##### Record extracts

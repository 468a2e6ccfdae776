//! Reference mission message database.
//!
//! A small TOML description of a target's telemetry: one `[[message]]` per
//! telemetry packet with its topic, raw topic id and payload layout. It is the
//! source of the [`TopicMap`] the registry is built from and implements
//! [`TelemetryCodec`] for the receive loop.
//!
//! ```toml
//! mission = "samplemission"
//! target = "cpu1"
//! byte_order = "little"
//!
//! [[message]]
//! topic = "CFE_ES/Application/HousekeepingTlm"
//! topic_id = 88
//! fields = [
//!     { name = "CommandCounter", type = "u8" },
//!     { name = "CommandErrorCounter", type = "u8" },
//!     { name = "Spare", type = "u8", count = 2 },
//! ]
//! ```

use crate::codec::{
    CodecError, DecodedMessage, PrimaryHeader, SchemaEntry, SecondaryHeader, TelemetryCodec,
    Value, PRIMARY_HEADER_LEN, SECONDARY_HEADER_LEN,
};
use crate::topic::{parse_topic, TopicMap, ROUTING_KEY_OFFSET, TOPIC_TLM_TITLE_KEY};
use ahash::AHashMap;
use anyhow::{Context, Result};
use bytes::Bytes;
use serde::Deserialize;
use std::path::Path;
use tokio::fs;
use tracing::debug;

/// Largest payload a CCSDS packet can carry after its headers.
const MAX_PAYLOAD_LEN: usize = 65535;

/// Byte order of payload fields. Headers are always big-endian.
#[derive(Debug, Deserialize, Clone, Copy, PartialEq, Eq, Default)]
#[serde(rename_all = "lowercase")]
pub enum ByteOrder {
    #[default]
    Little,
    Big,
}

#[derive(Debug, Deserialize, Clone, Copy, PartialEq, Eq)]
#[serde(rename_all = "lowercase")]
pub enum FieldType {
    U8,
    I8,
    U16,
    I16,
    U32,
    I32,
    U64,
    I64,
    F32,
    F64,
    String,
}

impl FieldType {
    fn size(self) -> usize {
        match self {
            FieldType::U8 | FieldType::I8 => 1,
            FieldType::U16 | FieldType::I16 => 2,
            FieldType::U32 | FieldType::I32 | FieldType::F32 => 4,
            FieldType::U64 | FieldType::I64 | FieldType::F64 => 8,
            FieldType::String => 1,
        }
    }
}

#[derive(Debug, Deserialize, Clone)]
pub struct FieldDef {
    pub name: String,
    #[serde(rename = "type")]
    pub field_type: FieldType,
    /// Number of elements; decoded as an array when present
    pub count: Option<usize>,
    /// Byte length of a `string` field
    pub length: Option<usize>,
}

impl FieldDef {
    fn element_size(&self) -> usize {
        match self.field_type {
            FieldType::String => self.length.unwrap_or(0),
            t => t.size(),
        }
    }

    /// Bytes the field occupies in a payload; `None` on overflow.
    fn encoded_size(&self) -> Option<usize> {
        self.element_size().checked_mul(self.count.unwrap_or(1))
    }
}

#[derive(Debug, Deserialize, Clone)]
pub struct MessageDef {
    pub topic: String,
    pub topic_id: u16,
    #[serde(default)]
    pub fields: Vec<FieldDef>,
}

impl MessageDef {
    /// Total encoded size of all fields; `None` on overflow.
    fn payload_len(&self) -> Option<usize> {
        self.fields
            .iter()
            .try_fold(0usize, |total, f| total.checked_add(f.encoded_size()?))
    }

    /// Schema name, `APP/MSG`.
    fn schema_name(&self) -> String {
        match parse_topic(&self.topic) {
            Ok((app, msg)) => format!("{}/{}", app, msg),
            Err(_) => self.topic.clone(),
        }
    }
}

#[derive(Debug, Deserialize)]
struct MissionFile {
    #[serde(default)]
    mission: String,
    #[serde(default)]
    target: String,
    #[serde(default)]
    byte_order: ByteOrder,
    #[serde(default)]
    message: Vec<MessageDef>,
}

/// Telemetry message database for one mission target.
#[derive(Debug)]
pub struct MissionDb {
    mission: String,
    target: String,
    byte_order: ByteOrder,
    messages: Vec<MessageDef>,
    by_app_id: AHashMap<u16, usize>,
}

impl MissionDb {
    pub async fn load(path: impl AsRef<Path>) -> Result<Self> {
        let path = path.as_ref();
        let content = fs::read_to_string(path)
            .await
            .with_context(|| format!("Failed to read mission database {}", path.display()))?;
        Self::parse(&content)
            .with_context(|| format!("Failed to load mission database {}", path.display()))
    }

    pub fn parse(content: &str) -> Result<Self> {
        let file: MissionFile =
            toml::from_str(content).context("Failed to parse mission database")?;
        Self::from_messages(file.mission, file.target, file.byte_order, file.message)
    }

    pub fn from_messages(
        mission: impl Into<String>,
        target: impl Into<String>,
        byte_order: ByteOrder,
        messages: Vec<MessageDef>,
    ) -> Result<Self> {
        let mut by_app_id = AHashMap::new();
        let mut topics = std::collections::HashSet::new();

        for (i, msg) in messages.iter().enumerate() {
            parse_topic(&msg.topic)
                .with_context(|| format!("message {} has an invalid topic", i))?;
            if !topics.insert(msg.topic.to_uppercase()) {
                anyhow::bail!("Duplicate topic {} (message {})", msg.topic, i);
            }
            let app_id = msg
                .topic_id
                .checked_add(ROUTING_KEY_OFFSET)
                .filter(|id| *id <= 0x07FF)
                .with_context(|| {
                    format!("topic_id {} of {} does not fit an application id", msg.topic_id, msg.topic)
                })?;
            if by_app_id.insert(app_id, i).is_some() {
                anyhow::bail!("Duplicate application id {} ({})", app_id, msg.topic);
            }
            for field in &msg.fields {
                if field.field_type == FieldType::String && field.length.unwrap_or(0) == 0 {
                    anyhow::bail!(
                        "String field {} of {} needs a non-zero length",
                        field.name,
                        msg.topic
                    );
                }
                if field.count == Some(0) {
                    anyhow::bail!("Field {} of {} has count 0", field.name, msg.topic);
                }
            }
            match msg.payload_len() {
                Some(len) if len <= MAX_PAYLOAD_LEN => {}
                _ => anyhow::bail!(
                    "Fields of {} exceed the maximum payload of {} bytes",
                    msg.topic,
                    MAX_PAYLOAD_LEN
                ),
            }
        }

        Ok(Self {
            mission: mission.into(),
            target: target.into(),
            byte_order,
            messages,
            by_app_id,
        })
    }

    pub fn mission(&self) -> &str {
        &self.mission
    }

    pub fn target(&self) -> &str {
        &self.target
    }

    pub fn messages(&self) -> &[MessageDef] {
        &self.messages
    }

    /// Topic mapping for the registry. Like the ground system's topic lists,
    /// it starts with the reserved title entry.
    pub fn topic_map(&self) -> TopicMap {
        let mut map = TopicMap::new();
        map.insert(TOPIC_TLM_TITLE_KEY, 0);
        for msg in &self.messages {
            map.insert(msg.topic.clone(), msg.topic_id);
        }
        map
    }

    fn decode_payload(&self, def: &MessageDef, bytes: &[u8]) -> Result<Value, CodecError> {
        let needed = def
            .payload_len()
            .ok_or_else(|| CodecError::Malformed(format!("{} has an oversized layout", def.topic)))?;
        if bytes.len() < needed {
            return Err(CodecError::Truncated {
                region: "payload",
                needed,
                available: bytes.len(),
            });
        }

        let mut offset = 0;
        let mut fields = Vec::with_capacity(def.fields.len());
        for field in &def.fields {
            let size = field.element_size();
            let value = match field.count {
                Some(count) => {
                    let items = (0..count)
                        .map(|i| {
                            let start = offset + i * size;
                            self.decode_scalar(field, &bytes[start..start + size])
                        })
                        .collect();
                    Value::Array(items)
                }
                None => self.decode_scalar(field, &bytes[offset..offset + size]),
            };
            offset += size * field.count.unwrap_or(1);
            fields.push((field.name.clone(), value));
        }
        Ok(Value::Container(fields))
    }

    fn decode_scalar(&self, field: &FieldDef, b: &[u8]) -> Value {
        macro_rules! read {
            ($t:ty) => {{
                let mut arr = [0u8; std::mem::size_of::<$t>()];
                arr.copy_from_slice(b);
                match self.byte_order {
                    ByteOrder::Little => <$t>::from_le_bytes(arr),
                    ByteOrder::Big => <$t>::from_be_bytes(arr),
                }
            }};
        }

        match field.field_type {
            FieldType::U8 => Value::Unsigned(b[0].into()),
            FieldType::I8 => Value::Signed((b[0] as i8).into()),
            FieldType::U16 => Value::Unsigned(read!(u16).into()),
            FieldType::I16 => Value::Signed(read!(i16).into()),
            FieldType::U32 => Value::Unsigned(read!(u32).into()),
            FieldType::I32 => Value::Signed(read!(i32).into()),
            FieldType::U64 => Value::Unsigned(read!(u64)),
            FieldType::I64 => Value::Signed(read!(i64)),
            FieldType::F32 => Value::Float(read!(f32).into()),
            FieldType::F64 => Value::Float(read!(f64)),
            FieldType::String => {
                let end = b.iter().position(|&c| c == 0).unwrap_or(b.len());
                Value::Text(String::from_utf8_lossy(&b[..end]).into_owned())
            }
        }
    }
}

impl TelemetryCodec for MissionDb {
    fn decode(&self, datagram: &[u8]) -> Result<(SchemaEntry, DecodedMessage), CodecError> {
        let primary = PrimaryHeader::parse(datagram)?;
        if primary.packet_type != 0 {
            return Err(CodecError::Malformed(format!(
                "application id {} is a command packet",
                primary.app_id
            )));
        }
        if !primary.has_secondary_header {
            return Err(CodecError::Malformed(format!(
                "application id {} has no secondary header",
                primary.app_id
            )));
        }
        if datagram.len() < primary.packet_len() {
            return Err(CodecError::Truncated {
                region: "packet",
                needed: primary.packet_len(),
                available: datagram.len(),
            });
        }

        let def = self
            .by_app_id
            .get(&primary.app_id)
            .map(|&i| &self.messages[i])
            .ok_or(CodecError::UnknownMessage(primary.app_id))?;

        let packet = &datagram[..primary.packet_len()];
        let secondary = SecondaryHeader::parse(&packet[PRIMARY_HEADER_LEN..])?;
        let payload =
            self.decode_payload(def, &packet[PRIMARY_HEADER_LEN + SECONDARY_HEADER_LEN..])?;

        debug!("Decoded {} ({} bytes)", def.topic, packet.len());

        Ok((
            SchemaEntry::new(def.schema_name()),
            DecodedMessage {
                primary,
                secondary,
                payload,
                raw: Bytes::copy_from_slice(packet),
            },
        ))
    }
}

/// Builds a telemetry packet with correct primary header length; used by
/// tooling and tests that need to originate traffic.
pub fn build_packet(app_id: u16, sequence: u16, seconds: u32, payload: &[u8]) -> Vec<u8> {
    let total = PRIMARY_HEADER_LEN + SECONDARY_HEADER_LEN + payload.len();
    let primary = PrimaryHeader {
        version: 0,
        packet_type: 0,
        has_secondary_header: true,
        app_id,
        sequence_flags: 3,
        sequence_count: sequence,
        length: (total.saturating_sub(7)).min(usize::from(u16::MAX)) as u16,
    };
    let secondary = SecondaryHeader {
        seconds,
        subseconds: 0,
    };
    let mut packet = Vec::with_capacity(total);
    packet.extend_from_slice(&primary.to_bytes());
    packet.extend_from_slice(&secondary.to_bytes());
    packet.extend_from_slice(payload);
    packet
}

##########

### What to work on
Go line by line through the data, copying each one that contains the word "database".

### Result of the exercise
//! Reference mission message database.
/// Telemetry message database for one mission target.
            .with_context(|| format!("Failed to read mission database {}", path.display()))?;
            .with_context(|| format!("Failed to load mission database {}", path.display()))
            toml::from_str(content).context("Failed to parse mission database")?;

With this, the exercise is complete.